More of You 

God created the universe and all it contains. To the ones He created in His own image He gave the instruction to be fruitful and multiply. The message from the heart of the Creator is essentially I want more of you. That God wants there to be more of us is a surprising idea if we view Him as being displeased with us and ever poised for pouring out His wrath in judgment. So maybe He isn’t as displeased with us as we’ve come to believe. God knew when He issued the commandment to fill the earth with people that Adam and Eve would eat the forbidden fruit, that their son would kill his brother, that by Noah’s generation people’s intentions would be continually evil. Yet He still wanted more of us.

So the history of mankind’s actions is tarnished with disobedience and rebellion against God. But there’s one natural and passionate obedience that abided in them. So many evil intentions, so much sinfulness, yet this one passion seemed as natural to them as their need for food and air. They possessed a natural longing to procreate.

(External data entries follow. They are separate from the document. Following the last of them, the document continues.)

//! Derive macro for codec error types.
//!
//! Generates `std::fmt::Display` and `std::error::Error` implementations, plus
//! `From` conversions for variants wrapping a lower-level error.
//!
//! # Usage
//!
//! ```ignore
//! use raffle_codec_derive::Error;
//!
//! #[derive(Debug, Error)]
//! pub enum CodecError {
//!     #[error("cell error: {0}")]
//!     Cell(#[from] CellError),
//!
//!     #[error("value {value} does not fit in {bits} bits")]
//!     ValueOutOfRange { value: u128, bits: usize },
//!
//!     #[error("too many references")]
//!     TooManyReferences,
//! }
//! ```
//!
//! # Supported Features
//!
//! - Unit variants: `#[error("message")]`
//! - Tuple variants with positional args: `#[error("error: {0}")]`
//! - Struct variants with named args: `#[error("expected {expected}")]`
//! - `#[from]` on the only field of a tuple variant: emits `From<Field>` and
//!   reports the field through `Error::source`

use proc_macro::TokenStream;
use quote::{ToTokens, quote};
use syn::{Data, DataEnum, DeriveInput, Fields, Lit, Meta, parse_macro_input};

/// Derives `Display` and `Error` for an enum.
///
/// Each variant must have an `#[error("...")]` attribute specifying
/// the display message. Supports field interpolation using `{0}`, `{1}`
/// for tuple fields or `{field_name}` for struct fields.
pub fn derive_error(input: TokenStream) -> TokenStream {
    let input = parse_macro_input!(input as DeriveInput);

    match expand_error_derive(&input) {
        Ok(tokens) => TokenStream::from(tokens),
        Err(err) => err.to_compile_error().into(),
    }
}

fn expand_error_derive(input: &DeriveInput) -> syn::Result<proc_macro2::TokenStream> {
    let name = &input.ident;
    let generics = &input.generics;
    let (impl_generics, ty_generics, where_clause) = generics.split_for_impl();

    match &input.data {
        Data::Enum(data_enum) => {
            let display_arms = data_enum
                .variants
                .iter()
                .map(display_arm)
                .collect::<syn::Result<Vec<_>>>()?;
            let from_variants = collect_from_variants(data_enum)?;

            let source_arms = from_variants.iter().map(|(variant, _)| {
                quote! {
                    Self::#variant(source) => Some(source),
                }
            });
            let from_impls = from_variants.iter().map(|(variant, ty)| {
                quote! {
                    impl #impl_generics ::std::convert::From<#ty> for #name #ty_generics #where_clause {
                        fn from(source: #ty) -> Self {
                            Self::#variant(source)
                        }
                    }
                }
            });

            Ok(quote! {
                impl #impl_generics ::std::fmt::Display for #name #ty_generics #where_clause {
                    fn fmt(&self, f: &mut ::std::fmt::Formatter<'_>) -> ::std::fmt::Result {
                        match self {
                            #(#display_arms)*
                        }
                    }
                }

                impl #impl_generics ::std::error::Error for #name #ty_generics #where_clause {
                    #[allow(unreachable_patterns)]
                    fn source(&self) -> ::std::option::Option<&(dyn ::std::error::Error + 'static)> {
                        match self {
                            #(#source_arms)*
                            _ => None,
                        }
                    }
                }

                #(#from_impls)*
            })
        }
        Data::Struct(_) | Data::Union(_) => Err(syn::Error::new_spanned(
            input,
            "Error derive only supports enums",
        )),
    }
}

/// Builds the `Display` match arm for one enum variant.
fn display_arm(variant: &syn::Variant) -> syn::Result<proc_macro2::TokenStream> {
    let variant_name = &variant.ident;
    let error_msg = extract_error_message_from_attrs(
        &variant.attrs,
        &variant.ident,
        &format!("variant `{}`", variant.ident),
    )?;

    let arm = match &variant.fields {
        Fields::Unit => quote! {
            Self::#variant_name => write!(f, #error_msg),
        },
        Fields::Unnamed(fields) => {
            let field_names: Vec<_> = (0..fields.unnamed.len())
                .map(|i| quote::format_ident!("f{}", i))
                .collect();
            let format_str = convert_positional_to_named(&error_msg, fields.unnamed.len());
            quote! {
                Self::#variant_name(#(#field_names),*) => write!(f, #format_str, #(#field_names = #field_names),*),
            }
        }
        Fields::Named(fields) => {
            let field_names: Vec<_> = fields.named.iter().map(|f| &f.ident).collect();
            quote! {
                Self::#variant_name { #(#field_names),* } => write!(f, #error_msg, #(#field_names = #field_names),*),
            }
        }
    };

    Ok(arm)
}

/// Returns `(variant, field type)` for every variant carrying a `#[from]` field.
///
/// `#[from]` is only accepted on single-field tuple variants.
fn collect_from_variants(data: &DataEnum) -> syn::Result<Vec<(syn::Ident, syn::Type)>> {
    let mut out = Vec::new();
    for variant in &data.variants {
        let fields = match &variant.fields {
            Fields::Unnamed(fields) => fields,
            other => {
                if other
                    .iter()
                    .any(|f| f.attrs.iter().any(|a| a.path().is_ident("from")))
                {
                    return Err(syn::Error::new_spanned(
                        &variant.ident,
                        "#[from] is only supported on tuple variants",
                    ));
                }
                continue;
            }
        };

        let marked = fields
            .unnamed
            .iter()
            .any(|f| f.attrs.iter().any(|a| a.path().is_ident("from")));
        if !marked {
            continue;
        }
        if fields.unnamed.len() != 1 {
            return Err(syn::Error::new_spanned(
                &variant.ident,
                "#[from] requires exactly one field, e.g. `Cell(#[from] CellError)`",
            ));
        }
        out.push((variant.ident.clone(), fields.unnamed[0].ty.clone()));
    }
    Ok(out)
}

/// Extracts the error message from attributes.
fn extract_error_message_from_attrs<T: ToTokens>(
    attrs: &[syn::Attribute],
    target: &T,
    target_desc: &str,
) -> syn::Result<String> {
    for attr in attrs {
        if !attr.path().is_ident("error") {
            continue;
        }
        let Meta::List(meta_list) = &attr.meta else {
            return Err(syn::Error::new_spanned(
                &attr.meta,
                "invalid #[error] attribute; use #[error(\"message\")] to describe the error",
            ));
        };
        let lit = syn::parse2::<Lit>(meta_list.tokens.clone()).map_err(|_| {
            syn::Error::new_spanned(
                &attr.meta,
                "failed to parse #[error] attribute; expected a string literal like #[error(\"malformed dictionary: {0}\")]",
            )
        })?;
        if let Lit::Str(lit_str) = lit {
            return Ok(lit_str.value());
        }
        return Err(syn::Error::new_spanned(
            &attr.meta,
            "invalid #[error] attribute: message must be a string literal",
        ));
    }

    Err(syn::Error::new_spanned(
        target,
        format!(
            "missing #[error(\"...\")] attribute on {}; every error variant must declare a display message",
            target_desc
        ),
    ))
}

/// Converts positional format args `{0}`, `{1}` to named args `{f0}`, `{f1}`.
fn convert_positional_to_named(format_str: &str, field_count: usize) -> String {
    let mut result = format_str.to_string();
    for i in (0..field_count).rev() {
        result = result.replace(&format!("{{{}}}", i), &format!("{{f{}}}", i));
        result = result.replace(&format!("{{{}:", i), &format!("{{f{}:", i));
    }
    result
}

Consider Lot’s daughters. Their hometown of Sodom had been decimated by the fires of judgment, only they and their father escaping to the mountains. Both of his two daughters possessed such a yearning to have children to promulgate their father’s heritage that they did the unthinkable. They got Lot drunk and took turns from one night to the next sleeping with their own father to produce sons from him. (Incidentally, Lot is the only person I know of in history to be both father and grandfather to the same children.) Whatever appalling reasons anyone can think of for those women to do what they did, it was trumped in their minds by their desire to produce children.

Then there’s Tamar. This lady was so desperate to have a child that she tricked her father-in-law, Judah, into sleeping with her by posing as a prostitute after never having become pregnant by either her first or second husband, Judah’s two now dead sons. She actually risked her life to become pregnant, since being found with child as an unmarried woman would have gotten her stoned in her culture, and it almost did. That was the power of her natural drive to have a child.

Look at the anguish of Hannah. One of her husband’s two wives, she being the one he loved dearly, she was barren and could find no comfort as long as she was childless. Her desire to birth a child was so strong that she promised God she would literally give the child up for His service if He would make her womb fruitful. That child was Samuel, and Hannah was good for her word.

Boaz demonstrated the priority of producing children by his willingness to marry Ruth and have a child with her that wouldn’t even be his heir, but rather Ruth’s first husband’s who had died and left her childless. He held a desire to be fruitful, not just to promulgate his own legacy, but to fulfill the God-given desire to bring children into God’s world.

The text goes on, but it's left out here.